TRY IT – In the records below, find the line with "a.file_name(), b.file_type().is_dir(), b.file_name()))" and the line with "pub fn duplicates(&self)". Print both exactly, along with every line between them, and no other line.
───
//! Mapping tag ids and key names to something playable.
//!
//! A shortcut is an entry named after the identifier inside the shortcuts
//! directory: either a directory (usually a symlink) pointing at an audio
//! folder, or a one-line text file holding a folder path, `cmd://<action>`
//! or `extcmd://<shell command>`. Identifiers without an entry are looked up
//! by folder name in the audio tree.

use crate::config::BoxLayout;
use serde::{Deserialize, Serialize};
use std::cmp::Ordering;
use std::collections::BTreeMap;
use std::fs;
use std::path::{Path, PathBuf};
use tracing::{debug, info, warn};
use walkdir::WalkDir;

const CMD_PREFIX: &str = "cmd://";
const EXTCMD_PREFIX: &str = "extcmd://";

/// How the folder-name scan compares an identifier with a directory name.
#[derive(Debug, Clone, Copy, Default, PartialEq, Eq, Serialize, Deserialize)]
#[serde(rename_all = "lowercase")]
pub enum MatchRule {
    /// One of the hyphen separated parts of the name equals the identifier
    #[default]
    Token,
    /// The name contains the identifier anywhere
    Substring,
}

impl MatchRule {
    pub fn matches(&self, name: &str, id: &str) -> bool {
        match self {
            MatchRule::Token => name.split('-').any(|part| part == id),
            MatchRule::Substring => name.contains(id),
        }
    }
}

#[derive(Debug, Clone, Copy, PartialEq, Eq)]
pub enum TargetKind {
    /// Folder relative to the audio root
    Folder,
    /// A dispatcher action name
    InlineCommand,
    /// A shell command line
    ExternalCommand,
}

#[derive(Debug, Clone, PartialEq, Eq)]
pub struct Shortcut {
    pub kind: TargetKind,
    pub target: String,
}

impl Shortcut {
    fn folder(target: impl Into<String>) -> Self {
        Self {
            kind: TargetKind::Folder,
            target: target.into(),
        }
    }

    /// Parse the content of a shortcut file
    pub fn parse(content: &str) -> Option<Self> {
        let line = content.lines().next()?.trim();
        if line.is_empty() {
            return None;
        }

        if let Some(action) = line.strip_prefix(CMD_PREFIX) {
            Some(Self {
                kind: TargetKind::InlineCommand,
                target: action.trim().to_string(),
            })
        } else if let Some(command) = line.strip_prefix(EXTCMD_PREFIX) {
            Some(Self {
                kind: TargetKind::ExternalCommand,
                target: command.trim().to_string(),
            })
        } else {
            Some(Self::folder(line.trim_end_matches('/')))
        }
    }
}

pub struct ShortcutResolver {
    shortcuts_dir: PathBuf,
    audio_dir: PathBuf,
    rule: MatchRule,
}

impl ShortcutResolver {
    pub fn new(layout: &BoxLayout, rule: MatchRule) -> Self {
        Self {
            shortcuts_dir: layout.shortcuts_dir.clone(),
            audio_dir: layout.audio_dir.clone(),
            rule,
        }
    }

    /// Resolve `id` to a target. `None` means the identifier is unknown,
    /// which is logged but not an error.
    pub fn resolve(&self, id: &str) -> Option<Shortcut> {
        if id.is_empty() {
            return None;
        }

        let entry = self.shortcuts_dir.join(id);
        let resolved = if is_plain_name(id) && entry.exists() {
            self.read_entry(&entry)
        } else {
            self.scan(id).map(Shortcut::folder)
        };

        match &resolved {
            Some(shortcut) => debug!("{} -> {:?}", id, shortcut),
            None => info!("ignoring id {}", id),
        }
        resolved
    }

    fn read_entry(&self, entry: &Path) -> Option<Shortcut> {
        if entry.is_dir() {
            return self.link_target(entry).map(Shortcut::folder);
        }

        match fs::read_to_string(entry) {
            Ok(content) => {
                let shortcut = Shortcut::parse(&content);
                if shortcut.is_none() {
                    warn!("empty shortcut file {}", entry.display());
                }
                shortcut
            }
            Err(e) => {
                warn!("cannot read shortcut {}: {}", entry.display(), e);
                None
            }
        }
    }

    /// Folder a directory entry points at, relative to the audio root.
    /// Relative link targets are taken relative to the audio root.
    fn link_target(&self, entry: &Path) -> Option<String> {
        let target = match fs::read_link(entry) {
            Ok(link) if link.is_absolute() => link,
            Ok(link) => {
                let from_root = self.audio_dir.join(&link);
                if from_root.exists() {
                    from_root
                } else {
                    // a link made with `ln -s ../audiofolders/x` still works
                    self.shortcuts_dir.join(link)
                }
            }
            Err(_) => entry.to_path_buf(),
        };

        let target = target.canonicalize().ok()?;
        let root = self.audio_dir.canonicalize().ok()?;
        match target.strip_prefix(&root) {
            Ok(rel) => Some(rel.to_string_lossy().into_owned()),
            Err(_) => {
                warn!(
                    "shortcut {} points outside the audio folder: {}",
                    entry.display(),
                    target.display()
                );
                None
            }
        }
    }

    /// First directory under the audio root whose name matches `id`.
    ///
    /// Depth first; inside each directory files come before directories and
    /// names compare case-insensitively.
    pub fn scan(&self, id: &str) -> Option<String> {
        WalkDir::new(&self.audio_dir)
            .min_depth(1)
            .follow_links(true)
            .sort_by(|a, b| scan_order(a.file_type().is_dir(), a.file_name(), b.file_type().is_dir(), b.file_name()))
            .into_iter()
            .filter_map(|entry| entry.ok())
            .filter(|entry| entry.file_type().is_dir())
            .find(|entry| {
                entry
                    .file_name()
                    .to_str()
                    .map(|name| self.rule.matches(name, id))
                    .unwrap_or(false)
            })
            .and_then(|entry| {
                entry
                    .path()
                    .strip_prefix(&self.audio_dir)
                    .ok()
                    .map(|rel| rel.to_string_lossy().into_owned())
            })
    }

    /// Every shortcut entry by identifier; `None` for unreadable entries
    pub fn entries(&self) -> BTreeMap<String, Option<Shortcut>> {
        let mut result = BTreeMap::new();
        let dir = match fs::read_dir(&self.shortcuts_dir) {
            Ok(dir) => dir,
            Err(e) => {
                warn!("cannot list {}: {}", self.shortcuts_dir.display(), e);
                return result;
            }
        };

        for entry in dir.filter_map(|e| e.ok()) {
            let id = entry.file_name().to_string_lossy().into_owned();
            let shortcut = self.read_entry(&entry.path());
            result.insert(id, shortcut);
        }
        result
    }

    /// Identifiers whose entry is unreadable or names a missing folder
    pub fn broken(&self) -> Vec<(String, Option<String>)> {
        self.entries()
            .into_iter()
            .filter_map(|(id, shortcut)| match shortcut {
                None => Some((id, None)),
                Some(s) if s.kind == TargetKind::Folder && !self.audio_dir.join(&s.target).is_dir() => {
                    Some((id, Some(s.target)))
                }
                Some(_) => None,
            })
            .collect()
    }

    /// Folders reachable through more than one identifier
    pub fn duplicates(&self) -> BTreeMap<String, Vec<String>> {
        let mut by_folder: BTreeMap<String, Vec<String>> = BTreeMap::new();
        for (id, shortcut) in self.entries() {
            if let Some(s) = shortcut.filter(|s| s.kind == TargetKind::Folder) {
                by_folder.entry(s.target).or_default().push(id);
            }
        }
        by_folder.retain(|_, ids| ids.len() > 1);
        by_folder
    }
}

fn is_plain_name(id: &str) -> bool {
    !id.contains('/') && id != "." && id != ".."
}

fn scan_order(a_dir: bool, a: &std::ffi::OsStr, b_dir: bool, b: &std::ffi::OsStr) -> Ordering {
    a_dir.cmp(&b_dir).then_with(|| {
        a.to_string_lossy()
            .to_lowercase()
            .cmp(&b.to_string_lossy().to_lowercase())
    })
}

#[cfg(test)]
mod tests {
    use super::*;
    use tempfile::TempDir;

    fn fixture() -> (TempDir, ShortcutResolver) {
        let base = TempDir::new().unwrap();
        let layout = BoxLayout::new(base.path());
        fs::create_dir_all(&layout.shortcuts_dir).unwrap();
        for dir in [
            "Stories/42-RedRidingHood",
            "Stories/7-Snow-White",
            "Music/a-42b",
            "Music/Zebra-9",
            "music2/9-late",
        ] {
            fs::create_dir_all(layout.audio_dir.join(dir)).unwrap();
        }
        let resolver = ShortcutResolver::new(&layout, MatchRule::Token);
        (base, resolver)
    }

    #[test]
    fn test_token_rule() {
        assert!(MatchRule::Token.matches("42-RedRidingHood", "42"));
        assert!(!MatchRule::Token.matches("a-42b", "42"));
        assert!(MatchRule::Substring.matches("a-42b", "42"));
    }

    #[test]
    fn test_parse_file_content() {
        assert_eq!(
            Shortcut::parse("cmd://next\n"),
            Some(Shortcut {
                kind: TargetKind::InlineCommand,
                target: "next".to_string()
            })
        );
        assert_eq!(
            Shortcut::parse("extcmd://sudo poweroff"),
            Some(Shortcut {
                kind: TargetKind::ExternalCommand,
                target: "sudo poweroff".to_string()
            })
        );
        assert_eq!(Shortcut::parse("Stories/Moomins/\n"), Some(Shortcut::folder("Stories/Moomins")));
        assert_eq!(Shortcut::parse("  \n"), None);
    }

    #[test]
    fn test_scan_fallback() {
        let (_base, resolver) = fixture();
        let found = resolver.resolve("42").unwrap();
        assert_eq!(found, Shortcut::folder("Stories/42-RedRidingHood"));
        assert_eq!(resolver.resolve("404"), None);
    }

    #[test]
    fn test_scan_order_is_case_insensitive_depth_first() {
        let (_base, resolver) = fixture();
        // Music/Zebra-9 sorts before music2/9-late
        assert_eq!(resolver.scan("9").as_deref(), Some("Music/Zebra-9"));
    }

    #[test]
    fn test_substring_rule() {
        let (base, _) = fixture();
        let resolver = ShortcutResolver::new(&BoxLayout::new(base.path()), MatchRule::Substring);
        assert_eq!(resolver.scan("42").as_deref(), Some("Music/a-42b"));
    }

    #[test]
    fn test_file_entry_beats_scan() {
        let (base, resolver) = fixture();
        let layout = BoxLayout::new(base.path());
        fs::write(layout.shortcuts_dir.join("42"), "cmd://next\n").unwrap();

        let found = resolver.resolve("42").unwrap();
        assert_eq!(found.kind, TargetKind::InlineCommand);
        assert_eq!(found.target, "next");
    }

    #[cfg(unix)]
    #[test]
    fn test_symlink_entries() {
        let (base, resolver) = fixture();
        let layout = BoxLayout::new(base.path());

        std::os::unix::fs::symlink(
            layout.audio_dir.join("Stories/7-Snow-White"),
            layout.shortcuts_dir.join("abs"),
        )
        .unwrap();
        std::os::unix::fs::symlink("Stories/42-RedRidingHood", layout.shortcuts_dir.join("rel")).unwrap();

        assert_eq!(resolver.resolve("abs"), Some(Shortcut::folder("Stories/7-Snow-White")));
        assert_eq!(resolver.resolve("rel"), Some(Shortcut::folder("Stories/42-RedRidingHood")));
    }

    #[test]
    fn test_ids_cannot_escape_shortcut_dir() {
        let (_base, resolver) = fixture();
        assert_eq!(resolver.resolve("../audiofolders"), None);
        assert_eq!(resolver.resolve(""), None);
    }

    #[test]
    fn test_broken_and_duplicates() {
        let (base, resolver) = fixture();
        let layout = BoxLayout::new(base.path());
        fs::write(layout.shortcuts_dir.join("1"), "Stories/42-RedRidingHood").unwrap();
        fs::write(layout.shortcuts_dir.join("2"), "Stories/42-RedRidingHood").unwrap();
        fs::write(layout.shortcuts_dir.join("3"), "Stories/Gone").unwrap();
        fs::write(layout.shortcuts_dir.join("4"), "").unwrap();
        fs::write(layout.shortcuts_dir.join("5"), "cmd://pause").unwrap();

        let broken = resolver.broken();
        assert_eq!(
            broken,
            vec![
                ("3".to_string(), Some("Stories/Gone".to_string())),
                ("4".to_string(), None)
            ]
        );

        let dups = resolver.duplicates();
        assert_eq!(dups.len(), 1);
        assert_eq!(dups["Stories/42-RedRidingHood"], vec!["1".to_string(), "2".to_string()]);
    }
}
───
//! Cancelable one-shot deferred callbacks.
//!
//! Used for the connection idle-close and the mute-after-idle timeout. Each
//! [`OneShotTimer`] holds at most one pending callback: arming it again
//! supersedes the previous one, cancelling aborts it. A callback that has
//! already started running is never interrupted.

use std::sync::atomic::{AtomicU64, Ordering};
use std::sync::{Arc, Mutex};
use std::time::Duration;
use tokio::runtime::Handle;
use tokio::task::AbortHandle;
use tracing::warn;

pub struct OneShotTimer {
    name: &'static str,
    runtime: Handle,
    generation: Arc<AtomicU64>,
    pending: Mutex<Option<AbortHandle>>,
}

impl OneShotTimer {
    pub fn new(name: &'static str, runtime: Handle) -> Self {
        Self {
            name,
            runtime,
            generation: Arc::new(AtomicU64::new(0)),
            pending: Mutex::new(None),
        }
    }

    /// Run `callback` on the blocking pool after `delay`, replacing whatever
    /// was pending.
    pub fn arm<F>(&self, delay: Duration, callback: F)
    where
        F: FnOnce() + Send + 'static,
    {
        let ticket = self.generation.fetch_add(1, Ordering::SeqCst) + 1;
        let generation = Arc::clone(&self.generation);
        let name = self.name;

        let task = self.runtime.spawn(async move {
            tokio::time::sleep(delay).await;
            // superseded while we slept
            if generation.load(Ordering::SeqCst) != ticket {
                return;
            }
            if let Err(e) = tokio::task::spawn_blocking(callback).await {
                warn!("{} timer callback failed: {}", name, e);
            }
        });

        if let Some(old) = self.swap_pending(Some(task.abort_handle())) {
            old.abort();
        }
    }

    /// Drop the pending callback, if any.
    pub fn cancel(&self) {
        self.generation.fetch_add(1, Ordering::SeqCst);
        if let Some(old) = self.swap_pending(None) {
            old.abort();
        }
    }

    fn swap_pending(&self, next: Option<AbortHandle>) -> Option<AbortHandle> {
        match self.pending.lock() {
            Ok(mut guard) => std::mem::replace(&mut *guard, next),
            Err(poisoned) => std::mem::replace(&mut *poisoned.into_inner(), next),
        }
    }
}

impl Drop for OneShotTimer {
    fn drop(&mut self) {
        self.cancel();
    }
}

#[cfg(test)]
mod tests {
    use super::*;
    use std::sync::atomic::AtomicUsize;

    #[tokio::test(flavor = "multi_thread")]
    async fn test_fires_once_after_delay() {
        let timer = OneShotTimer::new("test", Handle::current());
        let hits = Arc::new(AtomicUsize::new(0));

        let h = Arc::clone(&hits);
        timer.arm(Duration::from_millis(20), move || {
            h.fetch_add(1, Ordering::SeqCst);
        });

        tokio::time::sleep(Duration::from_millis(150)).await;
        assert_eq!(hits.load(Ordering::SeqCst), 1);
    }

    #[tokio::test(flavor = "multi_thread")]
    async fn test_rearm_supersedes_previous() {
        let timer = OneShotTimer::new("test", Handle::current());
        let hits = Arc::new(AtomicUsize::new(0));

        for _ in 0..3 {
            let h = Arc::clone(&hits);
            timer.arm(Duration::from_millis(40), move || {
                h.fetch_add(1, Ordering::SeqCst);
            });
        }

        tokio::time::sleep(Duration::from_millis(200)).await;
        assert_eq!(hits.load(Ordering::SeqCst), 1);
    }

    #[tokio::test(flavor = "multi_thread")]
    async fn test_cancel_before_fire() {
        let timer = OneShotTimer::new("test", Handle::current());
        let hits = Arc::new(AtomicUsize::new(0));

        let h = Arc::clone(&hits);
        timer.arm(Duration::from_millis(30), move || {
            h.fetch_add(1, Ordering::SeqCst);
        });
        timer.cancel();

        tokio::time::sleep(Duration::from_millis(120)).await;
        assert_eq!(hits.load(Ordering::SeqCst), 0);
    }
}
───
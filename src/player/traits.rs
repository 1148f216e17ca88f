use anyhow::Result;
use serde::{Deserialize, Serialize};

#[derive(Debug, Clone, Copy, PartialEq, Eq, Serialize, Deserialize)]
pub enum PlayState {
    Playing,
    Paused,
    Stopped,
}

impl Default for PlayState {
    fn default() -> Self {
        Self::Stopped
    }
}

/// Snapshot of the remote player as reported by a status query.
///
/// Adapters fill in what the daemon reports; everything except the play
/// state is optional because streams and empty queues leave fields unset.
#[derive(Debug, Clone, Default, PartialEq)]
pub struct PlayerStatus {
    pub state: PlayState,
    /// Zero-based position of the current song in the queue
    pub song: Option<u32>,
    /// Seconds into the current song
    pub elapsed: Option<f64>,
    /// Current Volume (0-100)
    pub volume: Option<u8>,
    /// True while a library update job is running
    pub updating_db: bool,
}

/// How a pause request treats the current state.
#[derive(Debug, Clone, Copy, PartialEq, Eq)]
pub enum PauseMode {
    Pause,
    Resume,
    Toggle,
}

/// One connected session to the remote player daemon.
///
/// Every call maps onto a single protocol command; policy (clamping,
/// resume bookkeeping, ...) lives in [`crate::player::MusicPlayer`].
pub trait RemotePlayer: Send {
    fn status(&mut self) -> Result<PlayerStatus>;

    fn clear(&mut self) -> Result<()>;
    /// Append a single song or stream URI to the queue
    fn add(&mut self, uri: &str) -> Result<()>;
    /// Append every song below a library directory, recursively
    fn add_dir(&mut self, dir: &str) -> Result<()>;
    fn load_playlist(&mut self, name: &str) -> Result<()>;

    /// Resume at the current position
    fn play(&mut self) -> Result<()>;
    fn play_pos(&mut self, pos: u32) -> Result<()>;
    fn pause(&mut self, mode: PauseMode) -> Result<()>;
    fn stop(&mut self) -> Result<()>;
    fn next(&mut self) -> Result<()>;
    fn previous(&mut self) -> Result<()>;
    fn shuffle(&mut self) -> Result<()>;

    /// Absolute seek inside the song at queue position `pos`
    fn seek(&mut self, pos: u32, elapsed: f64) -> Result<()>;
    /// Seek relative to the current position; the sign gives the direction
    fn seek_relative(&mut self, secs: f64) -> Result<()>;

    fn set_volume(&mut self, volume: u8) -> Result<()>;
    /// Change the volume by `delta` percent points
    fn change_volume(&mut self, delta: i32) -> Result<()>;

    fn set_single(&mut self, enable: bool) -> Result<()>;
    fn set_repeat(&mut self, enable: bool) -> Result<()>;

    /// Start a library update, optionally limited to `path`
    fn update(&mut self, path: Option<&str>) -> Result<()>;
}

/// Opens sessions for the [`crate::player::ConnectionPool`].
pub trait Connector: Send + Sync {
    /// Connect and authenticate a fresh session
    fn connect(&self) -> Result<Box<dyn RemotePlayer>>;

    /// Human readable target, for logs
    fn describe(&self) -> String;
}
───
RESPONSE TO THIS TASK –
            .sort_by(|a, b| scan_order(a.file_type().is_dir(), a.file_name(), b.file_type().is_dir(), b.file_name()))
            .into_iter()
            .filter_map(|entry| entry.ok())
            .filter(|entry| entry.file_type().is_dir())
            .find(|entry| {
                entry
                    .file_name()
                    .to_str()
                    .map(|name| self.rule.matches(name, id))
                    .unwrap_or(false)
            })
            .and_then(|entry| {
                entry
                    .path()
                    .strip_prefix(&self.audio_dir)
                    .ok()
                    .map(|rel| rel.to_string_lossy().into_owned())
            })
    }

    /// Every shortcut entry by identifier; `None` for unreadable entries
    pub fn entries(&self) -> BTreeMap<String, Option<Shortcut>> {
        let mut result = BTreeMap::new();
        let dir = match fs::read_dir(&self.shortcuts_dir) {
            Ok(dir) => dir,
            Err(e) => {
                warn!("cannot list {}: {}", self.shortcuts_dir.display(), e);
                return result;
            }
        };

        for entry in dir.filter_map(|e| e.ok()) {
            let id = entry.file_name().to_string_lossy().into_owned();
            let shortcut = self.read_entry(&entry.path());
            result.insert(id, shortcut);
        }
        result
    }

    /// Identifiers whose entry is unreadable or names a missing folder
    pub fn broken(&self) -> Vec<(String, Option<String>)> {
        self.entries()
            .into_iter()
            .filter_map(|(id, shortcut)| match shortcut {
                None => Some((id, None)),
                Some(s) if s.kind == TargetKind::Folder && !self.audio_dir.join(&s.target).is_dir() => {
                    Some((id, Some(s.target)))
                }
                Some(_) => None,
            })
            .collect()
    }

    /// Folders reachable through more than one identifier
    pub fn duplicates(&self) -> BTreeMap<String, Vec<String>> {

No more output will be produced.